Tracing the history of live performance from the installation of electrical lights, the avant garde approach to performance by innovators such as choreographer Loïe Fuller, and society's acceptance of women working both on the stage and behind the scenes, this exhibition covers pioneers from the 19th Century through current Broadway productions. While I was not surprised that women were prominent creators of costumes (and thoroughly enjoyed seeing the original costumes on display), nor that set design has been male dominated until very recently, I found it fascinating that lighting design has been the provenance of women since its inception.
This is almost a sentimental journey though performances from "Avenue Q" to "Turandot" with a sprinkling of Shakespeare for good measure. In fact, it's hard to tear oneself away but I knew there was something else to see on the lower level...
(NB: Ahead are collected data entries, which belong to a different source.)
//! # Bookclub Core
//!
//! Domain model and pure business rules for time-boxed, capacity-limited
//! group activities ("studies").
//!
//! This crate owns everything that can be decided without I/O:
//!
//! - **Study**: the aggregate, its membership set and its invariants
//! - **Validation**: cross-field checks gating create and update
//! - **Lifecycle**: the `OPEN → CLOSE → END` transition function
//! - **Filter**: the filter value used to list studies
//! - **Environment**: the injected [`Clock`](environment::Clock)
//! - **Repository**: collaborator traits for persistence and identity
//!
//! Running these rules against collaborators (locking, persistence,
//! scheduling) lives in `bookclub-runtime`.
//!
//! ## Example
//!
//! ```
//! use bookclub_core::lifecycle::{self, StudyTransition};
//! use bookclub_core::validation::validate_create_or_update;
//! use bookclub_core::{Account, AccountId, Capacity, Study, StudyId, StudyInput, StudyState, Zone};
//! use chrono::{NaiveDate, Weekday};
//!
//! let today = NaiveDate::from_ymd_opt(2025, 3, 1).unwrap();
//! let input = StudyInput {
//!     name: "Rust in Action".to_string(),
//!     book_name: "Rust in Action".to_string(),
//!     book_image: String::new(),
//!     description: "weekly reading".to_string(),
//!     contact: "open chat".to_string(),
//!     capacity: Capacity::new(5),
//!     start_date: today.succ_opt().unwrap(),
//!     end_date: NaiveDate::from_ymd_opt(2025, 3, 8).unwrap(),
//!     start_time: "13:00".to_string(),
//!     end_time: "15:30".to_string(),
//!     day: Weekday::Mon,
//!     zone: Zone::Seoul,
//! };
//!
//! let details = validate_create_or_update(&input, today).unwrap();
//! let admin = Account::new(AccountId::new(1), "admin@example.com");
//! let mut study = Study::create(StudyId::new(1), details, &admin);
//! assert_eq!(study.state(), StudyState::Open);
//!
//! // The day the study starts, applications close.
//! let start = study.start_date();
//! assert_eq!(lifecycle::advance(&mut study, start), Some(StudyTransition::OpenToClose));
//! ```

pub mod error;
pub mod filter;
pub mod lifecycle;
pub mod repository;
pub mod study;
pub mod types;
pub mod validation;

// Re-export commonly used types
pub use chrono::{NaiveDate, NaiveTime, Weekday};
pub use error::{
    AuthorizationError, CapacityError, EntityKind, ErrorKind, RepositoryError,
    StateConflictError, StudyError, ValidationError,
};
pub use filter::{Page, PageRequest, StudyFilter};
pub use lifecycle::StudyTransition;
pub use repository::{AccountDirectory, RepositoryFuture, StudyRepository};
pub use study::Study;
pub use types::{
    Account, AccountId, Capacity, ParseCodeError, StudyId, StudyInput, StudyState, Zone,
};
pub use validation::{UpdatePolicy, ValidatedStudy};

/// Environment module - Dependency injection traits
///
/// All time-dependent rules read "today" from an injected [`Clock`]
/// rather than a global time source, so validation and the sweep are
/// deterministic under test.
///
/// [`Clock`]: environment::Clock
pub mod environment {
    use chrono::{DateTime, FixedOffset, NaiveDate, Offset, Utc};

    /// Clock trait - abstracts time operations for testability
    ///
    /// # Examples
    ///
    /// ```ignore
    /// // Production - uses system clock
    /// let clock = SystemClock::utc();
    ///
    /// // Test - fixed time for deterministic tests
    /// let clock = FixedClock::on(date);
    /// ```
    pub trait Clock: Send + Sync {
        /// Get the current instant
        fn now(&self) -> DateTime<Utc>;

        /// Offset used to turn an instant into a calendar date.
        ///
        /// Defaults to UTC.
        fn offset(&self) -> FixedOffset {
            Utc.fix()
        }

        /// The current calendar date in this clock's offset.
        fn today(&self) -> NaiveDate {
            self.now().with_timezone(&self.offset()).date_naive()
        }
    }

    /// Wall clock backed by [`Utc::now`].
    #[derive(Debug, Clone, Copy)]
    pub struct SystemClock {
        offset: FixedOffset,
    }

    impl SystemClock {
        /// System clock whose calendar day is computed in UTC.
        #[must_use]
        pub fn utc() -> Self {
            Self { offset: Utc.fix() }
        }

        /// System clock whose calendar day is computed in `offset`.
        #[must_use]
        pub const fn with_offset(offset: FixedOffset) -> Self {
            Self { offset }
        }
    }

    impl Default for SystemClock {
        fn default() -> Self {
            Self::utc()
        }
    }

    impl Clock for SystemClock {
        fn now(&self) -> DateTime<Utc> {
            Utc::now()
        }

        fn offset(&self) -> FixedOffset {
            self.offset
        }
    }
}

#[cfg(test)]
#[allow(clippy::unwrap_used)]
mod tests {
    use super::environment::{Clock, SystemClock};
    use chrono::{DateTime, FixedOffset, NaiveDate, Utc};

    struct At(DateTime<Utc>, FixedOffset);

    impl Clock for At {
        fn now(&self) -> DateTime<Utc> {
            self.0
        }

        fn offset(&self) -> FixedOffset {
            self.1
        }
    }

    #[test]
    fn today_respects_offset() {
        let instant = DateTime::parse_from_rfc3339("2025-03-01T20:00:00Z")
            .unwrap()
            .with_timezone(&Utc);

        let utc = At(instant, FixedOffset::east_opt(0).unwrap());
        let seoul = At(instant, FixedOffset::east_opt(9 * 3600).unwrap());

        assert_eq!(utc.today(), NaiveDate::from_ymd_opt(2025, 3, 1).unwrap());
        assert_eq!(seoul.today(), NaiveDate::from_ymd_opt(2025, 3, 2).unwrap());
    }

    #[test]
    fn system_clock_defaults_to_utc() {
        let clock = SystemClock::default();
        assert_eq!(clock.offset(), FixedOffset::east_opt(0).unwrap());
    }
}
Downstairs in the Vincent Astor Gallery is a brand new exhibition that pays homage to the Dance Theatre of Harlem's 40th Anniversary. Founders Arthur Mitchell and Karel Shook could scarcely have imagined how the world would change when they opened the Dance Theatre School in a remodeled garage in the heart of Harlem in 1969. Conventional wisdom at that time held that blacks could not possibly do classical ballet as their bodies and their culture were not suited to the art form. Mr. Mitchell, the first black principal with the New York City Ballet, knew this was not so, and together with Mr. Shook a white ballet teacher, encouraged by the estimable Lincoln Kirstein and George Balanchine, founded what was to become the first truly color blind ballet corp.
The rest of the story is legend with the Dance Theatre of Harlem now recognized world-wide as a major classical ballet company with first rate dancers and productions. It did not happen without bumps in the road and this exhibition traces the development of the troupe with photos, posters, programs, memorabilia, videos, and costumes documenting their performances here and abroad. With interesting anecdotes like Mr. Mitchell's insistence on bucking 300 years of tradition and dyeing the dancers' tights and toe shoes to match the color of their skin, and his creation of the "V for Victory" formation pose now standard in publicity shots for the company, this is a small but all encompassing look at a New York institution with global significance.
Both "Curtain Call" and "Dance Theatre of Harlem" are on view at the NYPL until May, 2009.